Selling Blue Elephants

How to Make Great Products That People Want Before They Even Know They Want Them

Howard Moskowitz, Alex Gofman

Publisher: Wharton School Publishing, 2007, 252 pages

ISBN: 0-13-613668-0

Keywords: Marketing

Last modified: March 28, 2012, 10:26 a.m.

Can you remember the world before the iPod? How about the world before chunky tomato sauce or brown mustard? Many of these products came about not through focus groups and polling, but rather through research and development labs and marketers developing the products they knew customers would want, before customers knew they wanted them. Today your customers can actually help you create your next product.

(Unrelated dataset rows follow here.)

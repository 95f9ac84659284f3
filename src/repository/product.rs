use std::collections::HashMap;

use diesel::prelude::*;
use diesel::sqlite::SqliteConnection;
use pushkind_common::repository::errors::{RepositoryError, RepositoryResult};

use crate::{
    domain::category::Category as DomainCategory,
    domain::product::{
        NewProduct as DomainNewProduct, Product as DomainProduct, ProductListQuery,
        UpdateProduct as DomainUpdateProduct,
    },
    models::category::{Category as DbCategory, NewCategory as DbNewCategory},
    models::product::{
        NewProduct as DbNewProduct, Product as DbProduct, UpdateProduct as DbUpdateProduct,
    },
    models::product_category::NewProductCategory as DbNewProductCategory,
    repository::{DieselRepository, ProductReader, ProductWriter},
};

impl ProductReader for DieselRepository {
    fn get_product_by_id(&self, id: i32) -> RepositoryResult<Option<DomainProduct>> {
        use crate::schema::products;

        let mut conn = self.conn()?;
        let product = products::table
            .filter(products::id.eq(id))
            .first::<DbProduct>(&mut conn)
            .optional()?;

        match product {
            Some(db_product) => Ok(Some(with_categories(&mut conn, db_product)?)),
            None => Ok(None),
        }
    }

    fn count_products(&self, _query: &ProductListQuery) -> RepositoryResult<usize> {
        use crate::schema::products;

        let mut conn = self.conn()?;
        let total = products::table.count().get_result::<i64>(&mut conn)?;

        Ok(total as usize)
    }

    fn list_products(&self, query: &ProductListQuery) -> RepositoryResult<Vec<DomainProduct>> {
        use crate::schema::products;

        let mut conn = self.conn()?;

        let mut items = products::table
            .order((products::created_at.desc(), products::id.desc()))
            .into_boxed::<diesel::sqlite::Sqlite>();

        if let Some(window) = &query.window {
            items = items
                .offset(window.offset as i64)
                .limit(window.limit as i64);
        }

        let db_products = items.load::<DbProduct>(&mut conn)?;

        if db_products.is_empty() {
            return Ok(Vec::new());
        }

        let product_ids: Vec<i32> = db_products.iter().map(|product| product.id).collect();
        let mut category_map = load_categories_for_products(&mut conn, &product_ids)?;

        let mut domain_products = Vec::with_capacity(db_products.len());
        for db_product in db_products {
            let mut domain: DomainProduct = db_product.into();
            domain.categories = category_map.remove(&domain.id).unwrap_or_default();
            domain_products.push(domain);
        }

        Ok(domain_products)
    }
}

impl ProductWriter for DieselRepository {
    fn create_product(&self, new_product: &DomainNewProduct) -> RepositoryResult<DomainProduct> {
        use crate::schema::products;

        let mut conn = self.conn()?;

        conn.transaction::<DomainProduct, RepositoryError, _>(|conn| {
            let db_new = DbNewProduct::from(new_product);

            let created = diesel::insert_into(products::table)
                .values(&db_new)
                .get_result::<DbProduct>(conn)?;

            attach_categories(conn, created.id, &new_product.categories)?;

            with_categories(conn, created)
        })
    }

    fn update_product(
        &self,
        product_id: i32,
        updates: &DomainUpdateProduct,
    ) -> RepositoryResult<DomainProduct> {
        use crate::schema::{product_categories, products};

        let mut conn = self.conn()?;

        conn.transaction::<DomainProduct, RepositoryError, _>(|conn| {
            let db_updates = DbUpdateProduct::from(updates);

            let updated = diesel::update(products::table.filter(products::id.eq(product_id)))
                .set(&db_updates)
                .get_result::<DbProduct>(conn)
                .optional()?
                .ok_or(RepositoryError::NotFound)?;

            diesel::delete(
                product_categories::table.filter(product_categories::product_id.eq(product_id)),
            )
            .execute(conn)?;

            attach_categories(conn, product_id, &updates.categories)?;

            with_categories(conn, updated)
        })
    }

    fn delete_product(&self, product_id: i32) -> RepositoryResult<()> {
        use crate::schema::{product_categories, products, reviews};

        let mut conn = self.conn()?;

        conn.transaction::<(), RepositoryError, _>(|conn| {
            diesel::delete(
                product_categories::table.filter(product_categories::product_id.eq(product_id)),
            )
            .execute(conn)?;

            diesel::delete(reviews::table.filter(reviews::product_id.eq(product_id)))
                .execute(conn)?;

            let deleted =
                diesel::delete(products::table.filter(products::id.eq(product_id))).execute(conn)?;
            if deleted == 0 {
                return Err(RepositoryError::NotFound);
            }

            Ok(())
        })
    }
}

/// Get-or-create every named category and link it to the product.
fn attach_categories(
    conn: &mut SqliteConnection,
    product_id: i32,
    names: &[String],
) -> RepositoryResult<()> {
    use crate::schema::product_categories;

    for name in names {
        let category = get_or_create_category(conn, name)?;

        diesel::insert_or_ignore_into(product_categories::table)
            .values(&DbNewProductCategory {
                product_id,
                category_id: category.id,
            })
            .execute(conn)?;
    }

    Ok(())
}

fn get_or_create_category(conn: &mut SqliteConnection, name: &str) -> RepositoryResult<DbCategory> {
    use crate::schema::categories;

    let existing = categories::table
        .filter(categories::name.eq(name))
        .first::<DbCategory>(conn)
        .optional()?;

    if let Some(category) = existing {
        return Ok(category);
    }

    let created = diesel::insert_into(categories::table)
        .values(&DbNewCategory { name })
        .get_result::<DbCategory>(conn)?;

    Ok(created)
}

fn with_categories(
    conn: &mut SqliteConnection,
    db_product: DbProduct,
) -> RepositoryResult<DomainProduct> {
    let mut domain: DomainProduct = db_product.into();
    let mut categories = load_categories_for_products(conn, &[domain.id])?;
    domain.categories = categories.remove(&domain.id).unwrap_or_default();
    Ok(domain)
}

fn load_categories_for_products(
    conn: &mut SqliteConnection,
    product_ids: &[i32],
) -> RepositoryResult<HashMap<i32, Vec<DomainCategory>>> {
    use crate::schema::{categories, product_categories};

    if product_ids.is_empty() {
        return Ok(HashMap::new());
    }

    let rows = product_categories::table
        .inner_join(categories::table)
        .filter(product_categories::product_id.eq_any(product_ids))
        .order(product_categories::id.asc())
        .select((product_categories::product_id, DbCategory::as_select()))
        .load::<(i32, DbCategory)>(conn)?;

    let mut map: HashMap<i32, Vec<DomainCategory>> = HashMap::new();
    for (product_id, category) in rows {
        map.entry(product_id).or_default().push(category.into());
    }

    Ok(map)
}
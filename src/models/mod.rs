pub mod category;
pub mod product;
pub mod product_category;
pub mod review;
pub mod user;
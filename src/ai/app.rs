//! The application interface (AI) capability: `scope`, `receive`, `send`.
//!
//! Per `spec.md` §9 design notes: "the AI is a capability (scope, receive,
//! send); implement as a trait/interface." `receive`/`send` are channel
//! endpoints, matching "`receive` is a channel take; `send` ... awaits
//! drain" — the await-for-drain half of that contract is implemented by
//! the consumer of the outbound channel (`server::cycle`, `lifespan`,
//! `server::upgrade`), which only pulls the next message once the previous
//! one has been fully written and the socket drained.

use std::error::Error as StdError;
use std::future::Future;
use std::sync::atomic::{AtomicU64, Ordering};
use std::sync::Arc;

use tokio::sync::mpsc;

use super::message::{InboundMessage, OutboundMessage};
use super::scope::Scope;

/// The error type [`Application::call`] and [`Sender::send`] resolve to.
pub type BoxError = Box<dyn StdError + Send + Sync>;

/// Depth of the outbound channel backing one exchange. Small on purpose:
/// it is what makes `Sender::send` "await drain" (`spec.md` §9) — the
/// application blocks once the core falls behind draining it to the
/// socket. The inbound side (`Receiver`) is intentionally unbounded; C6's
/// explicit buffer-size accounting is the flow-control mechanism for
/// inbound body bytes, not channel capacity (`spec.md` §4.6).
pub(crate) const CHANNEL_DEPTH: usize = 4;

/// The `receive()` half of the AI contract.
pub struct Receiver {
    rx: mpsc::UnboundedReceiver<InboundMessage>,
    /// Shared with the owning `RequestCycle`: decremented here as body
    /// bytes are actually handed to the application, so C6's
    /// `FlowController` sees real queue depth rather than mere enqueueing.
    queued_bytes: Option<Arc<AtomicU64>>,
}

impl Receiver {
    pub(crate) fn new(rx: mpsc::UnboundedReceiver<InboundMessage>) -> Self {
        Self { rx, queued_bytes: None }
    }

    pub(crate) fn with_byte_accounting(
        rx: mpsc::UnboundedReceiver<InboundMessage>,
        queued_bytes: Arc<AtomicU64>,
    ) -> Self {
        Self { rx, queued_bytes: Some(queued_bytes) }
    }

    /// Returns the next queued inbound message, or `HttpDisconnect` /
    /// `WebSocketDisconnect` once the connection has gone away and the
    /// channel has been closed by the core (`spec.md` §4.4).
    pub async fn receive(&mut self) -> InboundMessage {
        let message = self.rx.recv().await.unwrap_or(InboundMessage::HttpDisconnect);
        if let (Some(counter), InboundMessage::HttpRequest { body, .. }) = (&self.queued_bytes, &message) {
            counter.fetch_sub(body.len() as u64, Ordering::Relaxed);
        }
        message
    }
}

/// The `send()` half of the AI contract.
pub struct Sender {
    tx: mpsc::Sender<OutboundMessage>,
}

impl Sender {
    pub(crate) fn new(tx: mpsc::Sender<OutboundMessage>) -> Self {
        Self { tx }
    }

    /// Forwards a message to the core for validation and transmission.
    /// Resolves once the core has accepted the message into its write
    /// pipeline — it may not yet be on the wire, but ordering relative to
    /// prior `send` calls from this task is preserved.
    ///
    /// Returns an error if the connection has already gone away; the
    /// application should treat that as a cue to stop producing output.
    pub async fn send(&self, message: OutboundMessage) -> Result<(), BoxError> {
        self.tx
            .send(message)
            .await
            .map_err(|e| Box::new(e) as BoxError)
    }
}

/// A hosted application: a three-argument callable over `scope`, `receive`,
/// `send`, per `spec.md` §1.
///
/// Implementations are expected to be cheap to clone (e.g. an `Arc` around
/// shared state) since the core dispatches one clone per exchange.
pub trait Application: Clone + Send + Sync + 'static {
    /// Handle one exchange. Returning `Err` before sending
    /// `http.response.start` causes the core to emit a `500` (C4 failure
    /// semantics); returning `Err` after is logged and the connection is
    /// closed.
    fn call(
        &self,
        scope: Scope,
        receive: Receiver,
        send: Sender,
    ) -> impl Future<Output = Result<(), BoxError>> + Send;
}
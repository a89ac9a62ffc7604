//! Command-line argument surface (`spec.md` §6), mirroring the teacher's
//! own `clap`-derived commands (`rama-cli/src/main.rs`) and its
//! `tracing-subscriber` setup (`rama-cli/src/trace.rs`).

use std::net::{IpAddr, Ipv4Addr, SocketAddr};
use std::path::PathBuf;
use std::time::Duration;

use clap::{Parser, ValueEnum};
use tracing_subscriber::{fmt, EnvFilter};
use tracing_subscriber::filter::Directive;
use tracing_subscriber::layer::SubscriberExt;
use tracing_subscriber::util::SubscriberInitExt;

use crate::config::{BindTarget, Config, HttpImpl, LifespanMode, WsImpl};

/// `uvicore <app> [flags]`, matching `spec.md` §6's CLI surface.
#[derive(Debug, Parser)]
#[command(name = "uvicore", version, about, long_about = None)]
pub struct Cli {
    /// Application import reference (e.g. `mypackage.module:app`).
    ///
    /// This build hosts a fixed, statically-compiled [`crate::Application`]
    /// rather than dynamically importing one, so this is accepted and
    /// logged for interface parity with the reference CLI surface but does
    /// not select what gets served.
    pub app: String,

    #[arg(long, default_value = "127.0.0.1")]
    pub host: IpAddr,

    #[arg(long, default_value_t = 8000)]
    pub port: u16,

    /// Bind to a UNIX domain socket instead of `--host`/`--port`.
    #[arg(long)]
    pub uds: Option<PathBuf>,

    /// Bind to an already-open, inherited listening socket file descriptor.
    #[arg(long)]
    pub fd: Option<i32>,

    #[arg(long, value_enum, default_value_t = CliHttpImpl::Auto)]
    pub http: CliHttpImpl,

    #[arg(long, value_enum, default_value_t = CliWsImpl::None)]
    pub ws: CliWsImpl,

    #[arg(long, value_enum, default_value_t = CliLifespanMode::Auto)]
    pub lifespan: CliLifespanMode,

    #[arg(long, default_value_t = 1)]
    pub workers: usize,

    #[arg(long)]
    pub limit_concurrency: Option<usize>,

    #[arg(long)]
    pub limit_max_requests: Option<u64>,

    #[arg(long, default_value_t = 5)]
    pub timeout_keep_alive: u64,

    /// Bounds graceful shutdown; unset waits for every connection to drain.
    #[arg(long)]
    pub timeout_graceful_shutdown: Option<u64>,

    #[arg(long)]
    pub ssl_keyfile: Option<PathBuf>,

    #[arg(long)]
    pub ssl_certfile: Option<PathBuf>,

    #[arg(long)]
    pub proxy_headers: bool,

    #[arg(long)]
    pub root_path: Option<String>,

    #[arg(long, default_value = "info")]
    pub log_level: String,

    #[arg(long, default_value_t = true, action = clap::ArgAction::Set)]
    pub access_log: bool,
}

#[derive(Debug, Clone, Copy, PartialEq, Eq, ValueEnum)]
pub enum CliHttpImpl {
    Auto,
    H11,
    Httptools,
}

#[derive(Debug, Clone, Copy, PartialEq, Eq, ValueEnum)]
pub enum CliWsImpl {
    Auto,
    None,
    Websockets,
    Wsproto,
}

#[derive(Debug, Clone, Copy, PartialEq, Eq, ValueEnum)]
pub enum CliLifespanMode {
    Auto,
    On,
    Off,
}

impl Cli {
    /// Builds the runtime [`Config`] this invocation describes.
    #[must_use]
    pub fn to_config(&self) -> Config {
        let bind = if let Some(path) = &self.uds {
            BindTarget::Unix(path.clone())
        } else if let Some(fd) = self.fd {
            BindTarget::InheritedFd(fd)
        } else {
            BindTarget::Tcp(SocketAddr::new(self.host, self.port))
        };

        Config::builder()
            .bind(bind)
            .http_impl(match self.http {
                CliHttpImpl::Auto => HttpImpl::Auto,
                CliHttpImpl::H11 => HttpImpl::H11,
                CliHttpImpl::Httptools => HttpImpl::HttpTools,
            })
            .ws_impl(match self.ws {
                CliWsImpl::Auto => WsImpl::Auto,
                CliWsImpl::None => WsImpl::None,
                CliWsImpl::Websockets => WsImpl::WebSockets,
                CliWsImpl::Wsproto => WsImpl::Wsproto,
            })
            .lifespan(match self.lifespan {
                CliLifespanMode::Auto => LifespanMode::Auto,
                CliLifespanMode::On => LifespanMode::On,
                CliLifespanMode::Off => LifespanMode::Off,
            })
            .workers(self.workers)
            .limit_concurrency(self.limit_concurrency)
            .limit_max_requests(self.limit_max_requests)
            .timeout_keep_alive(Duration::from_secs(self.timeout_keep_alive))
            .timeout_graceful_shutdown(self.timeout_graceful_shutdown.map(Duration::from_secs))
            .ssl_enabled(self.ssl_keyfile.is_some() && self.ssl_certfile.is_some())
            .proxy_headers(self.proxy_headers)
            .root_path(
                self.root_path
                    .clone()
                    .or_else(|| std::env::var("SCRIPT_NAME").ok())
                    .unwrap_or_default(),
            )
            .log_level(self.log_level.clone())
            .access_log(self.access_log)
            .build()
    }
}

impl Default for Cli {
    fn default() -> Self {
        Self {
            app: String::new(),
            host: IpAddr::V4(Ipv4Addr::new(127, 0, 0, 1)),
            port: 8000,
            uds: None,
            fd: None,
            http: CliHttpImpl::Auto,
            ws: CliWsImpl::None,
            lifespan: CliLifespanMode::Auto,
            workers: 1,
            limit_concurrency: None,
            limit_max_requests: None,
            timeout_keep_alive: 5,
            timeout_graceful_shutdown: None,
            ssl_keyfile: None,
            ssl_certfile: None,
            proxy_headers: false,
            root_path: None,
            log_level: "info".to_string(),
            access_log: true,
        }
    }
}

/// Initializes `tracing-subscriber`, mirroring `rama-cli/src/trace.rs`'s
/// `init_default`: an `fmt` layer plus an `EnvFilter` seeded from
/// `--log-level` and overridable via `RUST_LOG`.
pub fn init_tracing(default_directive: impl Into<Directive>) {
    tracing_subscriber::registry()
        .with(fmt::layer())
        .with(
            EnvFilter::builder()
                .with_default_directive(default_directive.into())
                .from_env_lossy(),
        )
        .init();
}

Rule Developing Experimentation (RDE) is a solution-oriented learning experience. RDE is the systematized process of designing, testing and modifying alternative ideas, packages, products, or services in a disciplined way so that the developer and marketer discover what appeals to the customer, even if the customer can't articulate the need, much less the solution. Read about best practices in the RDE from some of today's top companies: HP, Prego, Vlasic, MasterCard and others. Filled with real-life stories, this book will change the way people think about selling to their present and future customers.

  • Part I. Making Money
    1. Hewlett-Packard shifts gears
    2. Maxwell House’s calculus of coffee
    3. Dialing up Delicious: Major discoveries from Prego and Vlasic
    4. How to make people feel good even when they pay more
    5. Discover more about your competitors than they themselves know
  • Part II. Making the Future
    1. Rubik's Cube of consumer electronics innovation
    2. Bridging cool design with hot science
  • Part III. Flying to Venus
    1. Mind Genomics: Consumer mind 'on the shelf'
    2. Making the President and public communications into 'products'
    3. RDE defeats Murphy’s Law and 'bares' the Stock Markets
    4. Asia Calling Ltd. — The China angle
    5. RDE’s 'Brave New World!'


Selling Blue Elephants

Reviewed by Roland Buresund

Mediocre **** (4 out of 10)

Last modified: March 28, 2012, 10:27 a.m.

The ToC is great! So is the concept (aka do market research). Unfortunately, the book doesn't contain very much, and what it really contains are mostly incomplete.

Learn the concept online, and skip this book.